The data breach at Belk prompted an immediate internal response: the company disconnected affected systems, restricted access across its networks, reset passwords, and rebuilt compromised systems. These actions caused noticeable operational disruptions for several days.
Despite the data breach being detected in early May, Belk did not begin notifying potentially affected individuals until around June 5, 2025.
What Data Was Compromised in Belk Data Breach?
The scope of the data breach appears serious. Reports indicate that the following types of personal information may have been exposed:
- Full names
- Dates of birth
- Residential addresses
- Social Security numbers
- Phone numbers
- Email addresses
- Details of customer orders, including purchased items
This combination of data puts affected individuals at high risk for identity theft, fraud, and other forms of privacy violations.
Adding to the tension further, the hacking collective DragonForce has claimed credit for the cyberattack on Belk. The group, previously responsible for an attack on UK retailer Marks & Spencer, listed Belk as one of its victims on its DarkForce dark web blog.
Legal and Consumer Action
In response to the Belk data breach, the legal firm Schubert Jonckheer & Kolbe LLP is evaluating the possibility of a class action lawsuit. The firm suggests that impacted individuals may be eligible for monetary compensation and injunctive relief, including mandatory changes to Belk’s cybersecurity practices.
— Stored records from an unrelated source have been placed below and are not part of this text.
//! Dataset metadata - column list and row count for the dataset being loaded
//!
//! The metadata comes from the Socrata views endpoint
//! (`/api/views/<id>.json`), either fetched over HTTP or read from a saved copy.

use crate::error::{LoaderError, Result};
use crate::ingestion::type_registry::{ColumnDescriptor, ColumnKind};
use async_trait::async_trait;
use reqwest::Client;
use serde::{Deserialize, Serialize};
use std::path::PathBuf;
use std::time::Duration;
use tracing::{info, warn};

/// What the loader needs to know before streaming starts
#[derive(Clone, Debug, PartialEq, Eq, Serialize, Deserialize)]
pub struct DatasetMetadata {
    pub total_row_count: u64,
    pub columns: Vec<ColumnDescriptor>,
}

/// Views document, reduced to the fields the loader reads
#[derive(Debug, Clone, Deserialize)]
pub struct ViewDescription {
    #[serde(default)]
    pub columns: Vec<ViewColumn>,
}

#[derive(Debug, Clone, Deserialize)]
pub struct ViewColumn {
    #[serde(rename = "fieldName")]
    pub field_name: String,

    #[serde(rename = "dataTypeName", default)]
    pub data_type_name: String,

    #[serde(rename = "cachedContents", default)]
    pub cached_contents: Option<CachedContents>,
}

#[derive(Debug, Clone, Deserialize)]
pub struct CachedContents {
    /// Non-null row count; Socrata sends it as a string
    #[serde(default)]
    pub count: Option<serde_json::Value>,
}

impl ViewDescription {
    pub fn into_metadata(self) -> Result<DatasetMetadata> {
        let first = self.columns.first().ok_or_else(|| {
            LoaderError::MetadataUnavailable("Metadata lists no columns".to_string())
        })?;

        let count = first
            .cached_contents
            .as_ref()
            .and_then(|c| c.count.as_ref())
            .ok_or_else(|| {
                LoaderError::MetadataUnavailable(format!(
                    "No cached row count on column {}",
                    first.field_name
                ))
            })?;
        let total_row_count = parse_count(count)?;

        let columns = self
            .columns
            .into_iter()
            .map(|col| {
                let kind = ColumnKind::from_type_name(&col.data_type_name);
                if kind == ColumnKind::Other {
                    warn!(
                        "Column {} has unrecognized type {:?}, storing as TEXT",
                        col.field_name, col.data_type_name
                    );
                }
                ColumnDescriptor::new(col.field_name, kind)
            })
            .collect();

        Ok(DatasetMetadata {
            total_row_count,
            columns,
        })
    }
}

fn parse_count(value: &serde_json::Value) -> Result<u64> {
    let parsed = match value {
        serde_json::Value::String(s) => s.trim().parse::<u64>().ok(),
        serde_json::Value::Number(n) => n.as_u64(),
        _ => None,
    };

    parsed.ok_or_else(|| {
        LoaderError::MetadataUnavailable(format!("Row count is not a number: {}", value))
    })
}

/// Source of dataset metadata, consulted once at startup
#[async_trait]
pub trait MetadataSource: Send + Sync {
    async fn fetch_metadata(&self) -> Result<DatasetMetadata>;

    /// Where the metadata comes from, for logs
    fn describe(&self) -> String;
}

/// Fetches metadata from the Socrata views API
pub struct SocrataMetadataSource {
    client: Client,
    views_url: String,
    app_token: Option<String>,
}

impl SocrataMetadataSource {
    pub fn new(dataset_url: &str, app_token: Option<String>) -> Result<Self> {
        let client = Client::builder()
            .timeout(Duration::from_secs(60))
            .connect_timeout(Duration::from_secs(10))
            .build()
            .map_err(|e| {
                LoaderError::MetadataUnavailable(format!("Failed to create HTTP client: {}", e))
            })?;

        Ok(Self {
            client,
            views_url: views_url(dataset_url),
            app_token,
        })
    }
}

/// `https://host/resource/<id>.json` -> `https://host/api/views/<id>.json?$limit=0&$offset=0`
pub fn views_url(dataset_url: &str) -> String {
    format!(
        "{}?$limit=0&$offset=0",
        dataset_url.trim().replacen("resource", "api/views", 1)
    )
}

#[async_trait]
impl MetadataSource for SocrataMetadataSource {
    async fn fetch_metadata(&self) -> Result<DatasetMetadata> {
        info!("Fetching metadata from {}", self.views_url);

        let mut request = self.client.get(&self.views_url);
        if let Some(token) = &self.app_token {
            request = request.header("X-App-Token", token);
        }

        let response = request
            .send()
            .await
            .map_err(|e| LoaderError::MetadataUnavailable(format!("Request failed: {}", e)))?;

        let status = response.status();
        if !status.is_success() {
            return Err(LoaderError::MetadataUnavailable(format!(
                "Metadata endpoint returned {}",
                status
            )));
        }

        let view: ViewDescription = response.json().await.map_err(|e| {
            LoaderError::MetadataUnavailable(format!("Failed to decode metadata: {}", e))
        })?;

        view.into_metadata()
    }

    fn describe(&self) -> String {
        self.views_url.clone()
    }
}

/// Reads a saved views document from disk
pub struct FileMetadataSource {
    path: PathBuf,
}

impl FileMetadataSource {
    pub fn new(path: impl Into<PathBuf>) -> Self {
        Self { path: path.into() }
    }
}

#[async_trait]
impl MetadataSource for FileMetadataSource {
    async fn fetch_metadata(&self) -> Result<DatasetMetadata> {
        let content = tokio::fs::read_to_string(&self.path).await.map_err(|e| {
            LoaderError::MetadataUnavailable(format!(
                "Failed to read {}: {}",
                self.path.display(),
                e
            ))
        })?;

        let view: ViewDescription = serde_json::from_str(&content).map_err(|e| {
            LoaderError::MetadataUnavailable(format!(
                "Failed to parse {}: {}",
                self.path.display(),
                e
            ))
        })?;

        view.into_metadata()
    }

    fn describe(&self) -> String {
        self.path.display().to_string()
    }
}
//! Type Registry - Maps declared column types to storage types and literal encoders
//!
//! Every column resolves to a `ColumnKind`. Storage type mapping and value
//! coercion are single exhaustive matches over that kind.

use crate::error::{LoaderError, Result};
use crate::ingestion::literal::{escape_string_literal, is_numeric_literal, NULL_LITERAL};
use serde::{Deserialize, Serialize};
use std::collections::HashMap;
use std::fmt;

/// Semantic type declared for a source column
#[derive(Clone, Copy, Debug, PartialEq, Eq, Hash, Serialize, Deserialize)]
pub enum ColumnKind {
    Numeric,
    Text,
    DateLike,
    /// Anything the registry does not recognize
    Other,
}

impl ColumnKind {
    /// Classify a declared type name (`dataTypeName` in the dataset metadata).
    /// Unrecognized names resolve to `Other`; this never fails.
    pub fn from_type_name(type_name: &str) -> Self {
        match type_name {
            "number" => ColumnKind::Numeric,
            "text" => ColumnKind::Text,
            "calendar_date" => ColumnKind::DateLike,
            _ => ColumnKind::Other,
        }
    }

    pub fn storage_type(self) -> StorageType {
        match self {
            ColumnKind::Numeric => StorageType::Real,
            ColumnKind::Text | ColumnKind::DateLike | ColumnKind::Other => StorageType::Text,
        }
    }

    /// Encode a raw value as a SQL literal for this kind.
    pub fn coerce(self, raw: Option<&str>) -> String {
        let Some(raw) = raw else {
            return NULL_LITERAL.to_string();
        };

        match self {
            ColumnKind::Numeric => {
                let trimmed = raw.trim();
                if trimmed.is_empty() {
                    NULL_LITERAL.to_string()
                } else if is_numeric_literal(trimmed) {
                    trimmed.to_string()
                } else {
                    // REAL affinity keeps non-numeric text as TEXT
                    escape_string_literal(raw)
                }
            }
            ColumnKind::Text | ColumnKind::DateLike => escape_string_literal(raw),
            ColumnKind::Other => {
                let serialized = serde_json::Value::String(raw.to_string()).to_string();
                escape_string_literal(&serialized)
            }
        }
    }
}

/// Column type used in the generated table
#[derive(Clone, Copy, Debug, PartialEq, Eq, Serialize, Deserialize)]
pub enum StorageType {
    Real,
    Text,
}

impl StorageType {
    pub fn as_sql(self) -> &'static str {
        match self {
            StorageType::Real => "REAL",
            StorageType::Text => "TEXT",
        }
    }
}

impl fmt::Display for StorageType {
    fn fmt(&self, f: &mut fmt::Formatter<'_>) -> fmt::Result {
        f.write_str(self.as_sql())
    }
}

/// Source column as described by the dataset metadata
#[derive(Clone, Debug, PartialEq, Eq, Serialize, Deserialize)]
pub struct ColumnDescriptor {
    /// `fieldName` in the metadata
    pub name: String,
    pub kind: ColumnKind,
}

impl ColumnDescriptor {
    pub fn new(name: impl Into<String>, kind: ColumnKind) -> Self {
        Self {
            name: name.into(),
            kind,
        }
    }
}

/// A descriptor after resolution against the registry
#[derive(Clone, Debug, PartialEq, Eq)]
pub struct ResolvedColumn {
    /// Column name as it appears in the CSV header and the table
    pub name: String,
    /// Declared kind, drives literal coercion
    pub kind: ColumnKind,
    /// Column type used in the DDL
    pub storage_type: StorageType,
}

impl ResolvedColumn {
    pub fn coerce(&self, raw: Option<&str>) -> String {
        self.kind.coerce(raw)
    }
}

/// Resolve one descriptor to its storage type and coercion.
pub fn resolve(descriptor: &ColumnDescriptor) -> ResolvedColumn {
    ResolvedColumn {
        name: descriptor.name.clone(),
        kind: descriptor.kind,
        storage_type: descriptor.kind.storage_type(),
    }
}

/// One entry per column, kept in canonical order
#[derive(Clone, Debug)]
pub struct TypeRegistry {
    columns: Vec<ResolvedColumn>,
    by_name: HashMap<String, usize>,
}

impl TypeRegistry {
    /// Build the registry from the descriptor list. Column names must be unique.
    pub fn from_descriptors(descriptors: &[ColumnDescriptor]) -> Result<Self> {
        let mut columns = Vec::with_capacity(descriptors.len());
        let mut by_name = HashMap::with_capacity(descriptors.len());

        for descriptor in descriptors {
            if by_name.insert(descriptor.name.clone(), columns.len()).is_some() {
                return Err(LoaderError::SchemaCreationFailed(format!(
                    "Duplicate column name: {}",
                    descriptor.name
                )));
            }
            columns.push(resolve(descriptor));
        }

        Ok(Self { columns, by_name })
    }

    /// Columns in canonical order
    pub fn columns(&self) -> impl Iterator<Item = &ResolvedColumn> {
        self.columns.iter()
    }

    pub fn get(&self, name: &str) -> Option<&ResolvedColumn> {
        self.by_name.get(name).map(|&idx| &self.columns[idx])
    }

    pub fn len(&self) -> usize {
        self.columns.len()
    }

    pub fn is_empty(&self) -> bool {
        self.columns.is_empty()
    }
}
“If your personal information was impacted by this incident, you may be at risk of identity theft and other serious violations of your privacy,” the firm stated in a public notice. Consumers who received a breach notification or believe their data may have been affected are encouraged to seek legal guidance through ClassActionLawyers.com.
Conclusion
The Cyber Express has reached out to Belk to learn more about this incident. However, at the time of writing this, no official statement or response had been received. This is an ongoing story, and The Cyber Express is closely monitoring the situation. We will update this post once we have more data on the Belk data breach or any additional information from the company.
The company’s June 2025 breach notification to the New Hampshire Attorney General acknowledged “unauthorized access to certain corporate systems and data,” but stopped short of connecting the incident to the DragonForce claims.